ECLI:NL:CRVB:2013:BY9279
Centrale Raad van Beroep
- Hoger beroep
- T. Hoogenboom
- Rechtspraak.nl
Hoger beroep niet-ontvankelijk wegens ontbreken procesbelang na tegemoetkoming bezwaren
In deze zaak heeft appellante, vertegenwoordigd door mr. drs. W.F.J. van der Hooft, hoger beroep ingesteld tegen een uitspraak van de rechtbank Breda. De Centrale Raad van Beroep heeft op 18 januari 2013 uitspraak gedaan in deze zaak, met zaaknummer 11-5378 WSF. Het hoger beroep is niet-ontvankelijk verklaard omdat de Minister van Onderwijs, Cultuur en Wetenschap op 4 augustus 2012 geheel aan de bezwaren van appellante tegemoet was gekomen. Dit betekende dat appellante geen procesbelang meer had bij de beoordeling van de aangevallen uitspraak. De Raad oordeelde dat het belang van appellante, zoals door haar gemachtigde werd gesteld, niet relevant was, aangezien het verkrijgen van een uitspraak vanwege het principiële karakter van de rechtsvraag niet voldoende was om procesbelang aan te tonen.
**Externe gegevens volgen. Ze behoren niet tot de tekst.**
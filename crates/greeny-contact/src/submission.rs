//! Inbound and validated contact submissions.

use serde::{Deserialize, Serialize};
use serde_json::Value;

use crate::email::EmailAddress;
use crate::inquiry::InquiryType;
use crate::phone::PhoneNumber;

/// A contact form submission exactly as received.
///
/// Every field is optional so that missing values surface as field errors
/// rather than as a body parse failure.
#[derive(Debug, Clone, Default, PartialEq, Serialize, Deserialize)]
#[serde(rename_all = "camelCase")]
pub struct RawSubmission {
    /// Full name.
    #[serde(default)]
    pub name: Option<String>,
    /// Email address.
    #[serde(default)]
    pub email: Option<String>,
    /// Phone number, may be blank.
    #[serde(default)]
    pub phone: Option<String>,
    /// Inquiry category wire value.
    #[serde(default)]
    pub inquiry_type: Option<String>,
    /// Free-text message.
    #[serde(default)]
    pub message: Option<String>,
    /// Privacy policy consent; a boolean or a boolean-like string or number.
    #[serde(default)]
    pub consent: Option<Value>,
}

/// Reading of the loosely typed consent field.
#[derive(Debug, Clone, Copy, PartialEq, Eq)]
pub(crate) enum Consent {
    Given,
    Refused,
    NotBoolean,
}

impl Consent {
    /// Interprets `true`/`false`, `"true"`/`"false"`, `"1"`/`"0"` and `1`/`0`.
    /// A missing value counts as refused.
    pub(crate) fn read(value: Option<&Value>) -> Self {
        match value {
            None | Some(Value::Null) => Consent::Refused,
            Some(Value::Bool(true)) => Consent::Given,
            Some(Value::Bool(false)) => Consent::Refused,
            Some(Value::String(s)) => match s.trim() {
                "true" | "1" => Consent::Given,
                "false" | "0" => Consent::Refused,
                _ => Consent::NotBoolean,
            },
            Some(Value::Number(n)) => match n.as_u64() {
                Some(1) => Consent::Given,
                Some(0) => Consent::Refused,
                _ => Consent::NotBoolean,
            },
            Some(_) => Consent::NotBoolean,
        }
    }
}

/// A submission that passed every field rule.
///
/// Only [`validate`](crate::validate) constructs it, and only when the
/// submitter accepted the privacy policy. Strings are trimmed and the email
/// is normalized.
#[derive(Debug, Clone, PartialEq, Eq, Serialize)]
#[serde(rename_all = "camelCase")]
pub struct ContactSubmission {
    name: String,
    email: EmailAddress,
    phone: Option<PhoneNumber>,
    inquiry_type: InquiryType,
    message: String,
}

impl ContactSubmission {
    pub(crate) fn new(
        name: String,
        email: EmailAddress,
        phone: Option<PhoneNumber>,
        inquiry_type: InquiryType,
        message: String,
    ) -> Self {
        Self {
            name,
            email,
            phone,
            inquiry_type,
            message,
        }
    }

    /// Submitter's name.
    pub fn name(&self) -> &str {
        &self.name
    }

    /// Submitter's normalized email.
    pub fn email(&self) -> &EmailAddress {
        &self.email
    }

    /// Submitter's phone number, if one was given.
    pub fn phone(&self) -> Option<&PhoneNumber> {
        self.phone.as_ref()
    }

    /// Inquiry category.
    pub fn inquiry_type(&self) -> InquiryType {
        self.inquiry_type
    }

    /// Message body.
    pub fn message(&self) -> &str {
        &self.message
    }
}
De uitspraak van de rechtbank Breda, waartegen hoger beroep was ingesteld, dateert van 4 augustus 2011. De Minister had in zijn verweerschrift aangegeven dat hij aanleiding had gezien om de bezwaren van appellante te honoreren. Tijdens de zitting op 7 december 2012 was de Minister niet vertegenwoordigd, terwijl appellante zich liet bijstaan door haar gemachtigde. De Raad concludeerde dat er geen sprake was van beroepsmatig verleende rechtsbijstand, aangezien de gemachtigde slechts incidenteel rechtsbijstand verleende en niet voldeed aan de criteria voor kostenvergoeding.
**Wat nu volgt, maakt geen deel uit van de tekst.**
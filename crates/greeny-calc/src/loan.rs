//! Loan EMI calculation.
//!
//! The equated monthly instalment for a loan of principal `P` at monthly
//! rate `r` over `n` months:
//!
//! ```text
//! EMI = P × r × (1 + r)^n / ((1 + r)^n − 1)
//! ```
//!
//! With a zero rate the formula degenerates to `P / n`.

use serde::{Deserialize, Serialize};

use crate::error::{
    ensure_non_negative, ensure_positive, ensure_representable, CalcError, CalcResult,
};

/// Inputs to the EMI calculator, as collected by the loan calculator form.
#[derive(Debug, Clone, Copy, PartialEq, Serialize, Deserialize)]
#[serde(rename_all = "camelCase")]
pub struct LoanInputs {
    /// Amount borrowed, in currency units.
    pub principal: f64,
    /// Annual interest rate as a percentage (10.0 for 10%).
    pub annual_rate_percent: f64,
    /// Loan tenure in months.
    pub tenure_months: u32,
}

impl LoanInputs {
    /// Creates a new set of loan inputs.
    pub fn new(principal: f64, annual_rate_percent: f64, tenure_months: u32) -> Self {
        Self {
            principal,
            annual_rate_percent,
            tenure_months,
        }
    }

    /// Runs the EMI calculation for these inputs.
    pub fn compute(&self) -> CalcResult<LoanResult> {
        compute_loan_emi(self.principal, self.annual_rate_percent, self.tenure_months)
    }
}

/// EMI breakdown for a loan.
#[derive(Debug, Clone, Copy, PartialEq, Serialize, Deserialize)]
#[serde(rename_all = "camelCase")]
pub struct LoanResult {
    /// Equated monthly instalment.
    pub monthly_payment: f64,
    /// Interest paid over the life of the loan.
    pub total_interest: f64,
    /// Sum of all instalments.
    pub total_payment: f64,
}

/// Calculates the EMI breakdown for a loan.
///
/// # Arguments
///
/// * `principal` - Amount borrowed, must be positive
/// * `annual_rate_percent` - Annual rate in percent, must be non-negative
/// * `tenure_months` - Number of monthly instalments, must be positive
///
/// # Example
///
/// ```rust
/// use greeny_calc::compute_loan_emi;
///
/// let result = compute_loan_emi(100_000.0, 10.0, 12).unwrap();
/// assert!((result.monthly_payment - 8791.59).abs() < 0.01);
/// ```
pub fn compute_loan_emi(
    principal: f64,
    annual_rate_percent: f64,
    tenure_months: u32,
) -> CalcResult<LoanResult> {
    let principal = ensure_positive("principal", principal)?;
    let annual_rate_percent = ensure_non_negative("annualRatePercent", annual_rate_percent)?;
    if tenure_months == 0 {
        return Err(CalcError::invalid_input(
            "tenureMonths",
            "must be at least one month",
        ));
    }

    let n = f64::from(tenure_months);
    let monthly_rate = annual_rate_percent / 12.0 / 100.0;

    let monthly_payment = if monthly_rate == 0.0 {
        principal / n
    } else {
        // P·r / (1 - (1 + r)^-n); the discount factor cannot overflow.
        let log_growth = n * monthly_rate.ln_1p();
        principal * monthly_rate / -(-log_growth).exp_m1()
    };

    let total_payment = ensure_representable("principal", monthly_payment * n)?;
    let total_interest = total_payment - principal;

    Ok(LoanResult {
        monthly_payment,
        total_interest,
        total_payment,
    })
}

#[cfg(test)]
mod tests {
    use super::*;
    use approx::assert_relative_eq;
    use proptest::prelude::*;

    #[test]
    fn test_reference_loan() {
        let result = compute_loan_emi(100_000.0, 10.0, 12).unwrap();

        assert_relative_eq!(result.monthly_payment, 8791.59, epsilon = 0.01);
        assert_relative_eq!(result.total_payment, 105_499.06, epsilon = 0.05);
        assert_relative_eq!(result.total_interest, 5_499.06, epsilon = 0.05);
    }

    #[test]
    fn test_zero_rate_is_straight_line() {
        let result = compute_loan_emi(120_000.0, 0.0, 24).unwrap();

        assert_eq!(result.monthly_payment, 120_000.0 / 24.0);
        assert_relative_eq!(result.total_interest, 0.0, epsilon = 1e-9);
        assert_relative_eq!(result.total_payment, 120_000.0, epsilon = 1e-9);
    }

    #[test]
    fn test_single_month_loan() {
        // One instalment repays principal plus one month of interest.
        let result = compute_loan_emi(50_000.0, 12.0, 1).unwrap();
        assert_relative_eq!(result.monthly_payment, 50_500.0, epsilon = 1e-6);
        assert_relative_eq!(result.total_interest, 500.0, epsilon = 1e-6);
    }

    #[test]
    fn test_long_tenure_converges_to_interest_only() {
        // 1% a month for 100,000 months: the payment is the monthly interest.
        let result = compute_loan_emi(100_000.0, 12.0, 100_000).unwrap();

        assert!(result.monthly_payment.is_finite());
        assert_relative_eq!(result.monthly_payment, 1_000.0, epsilon = 1e-6);
        assert!(result.total_payment >= 100_000.0);
        assert_relative_eq!(
            result.total_interest,
            result.total_payment - 100_000.0,
            epsilon = 1e-6
        );
    }

    #[test]
    fn test_unrepresentable_total_is_rejected() {
        let err = compute_loan_emi(f64::MAX / 2.0, 1000.0, 4_000_000_000).unwrap_err();
        assert_eq!(err.field(), "principal");
    }

    #[test]
    fn test_inputs_compute_matches_function() {
        let inputs = LoanInputs::new(250_000.0, 8.5, 60);
        assert_eq!(
            inputs.compute().unwrap(),
            compute_loan_emi(250_000.0, 8.5, 60).unwrap()
        );
    }

    #[test]
    fn test_rejects_out_of_domain_arguments() {
        for (principal, rate, tenure, field) in [
            (0.0, 10.0, 12, "principal"),
            (-5.0, 10.0, 12, "principal"),
            (f64::NAN, 10.0, 12, "principal"),
            (f64::INFINITY, 10.0, 12, "principal"),
            (1000.0, f64::NAN, 12, "annualRatePercent"),
            (1000.0, -1.0, 12, "annualRatePercent"),
            (1000.0, 10.0, 0, "tenureMonths"),
        ] {
            let err = compute_loan_emi(principal, rate, tenure).unwrap_err();
            assert_eq!(err.field(), field, "inputs ({principal}, {rate}, {tenure})");
        }
    }

    #[test]
    fn test_wire_shape() {
        let inputs: LoanInputs = serde_json::from_str(
            r#"{"principal": 100000, "annualRatePercent": 10, "tenureMonths": 12}"#,
        )
        .unwrap();
        assert_eq!(inputs, LoanInputs::new(100_000.0, 10.0, 12));

        let json = serde_json::to_value(inputs.compute().unwrap()).unwrap();
        assert!(json.get("monthlyPayment").is_some());
        assert!(json.get("totalInterest").is_some());
        assert!(json.get("totalPayment").is_some());
    }

    proptest! {
        #[test]
        fn prop_total_payment_covers_principal(
            principal in 1.0f64..10_000_000.0,
            rate in 0.0f64..40.0,
            tenure in 1u32..1_000_000,
        ) {
            let result = compute_loan_emi(principal, rate, tenure).unwrap();
            let tolerance = result.total_payment * 1e-9;

            prop_assert!(result.total_payment + tolerance >= principal);
            prop_assert!(
                (result.total_interest - (result.total_payment - principal)).abs() <= tolerance
            );
            prop_assert!(
                (result.total_payment - result.monthly_payment * f64::from(tenure)).abs()
                    <= tolerance
            );
        }

        #[test]
        fn prop_positive_rate_accrues_interest(
            principal in 1.0f64..10_000_000.0,
            rate in 0.5f64..40.0,
            tenure in 2u32..480,
        ) {
            let result = compute_loan_emi(principal, rate, tenure).unwrap();
            prop_assert!(result.total_payment > principal);
        }
    }
}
De Centrale Raad van Beroep heeft uiteindelijk besloten dat er geen aanleiding was om de Minister in de kosten van appellante te veroordelen, en verklaarde het hoger beroep niet-ontvankelijk. De uitspraak is openbaar gedaan en ondertekend door de voorzitter T. Hoogenboom en griffier J.R. Baas.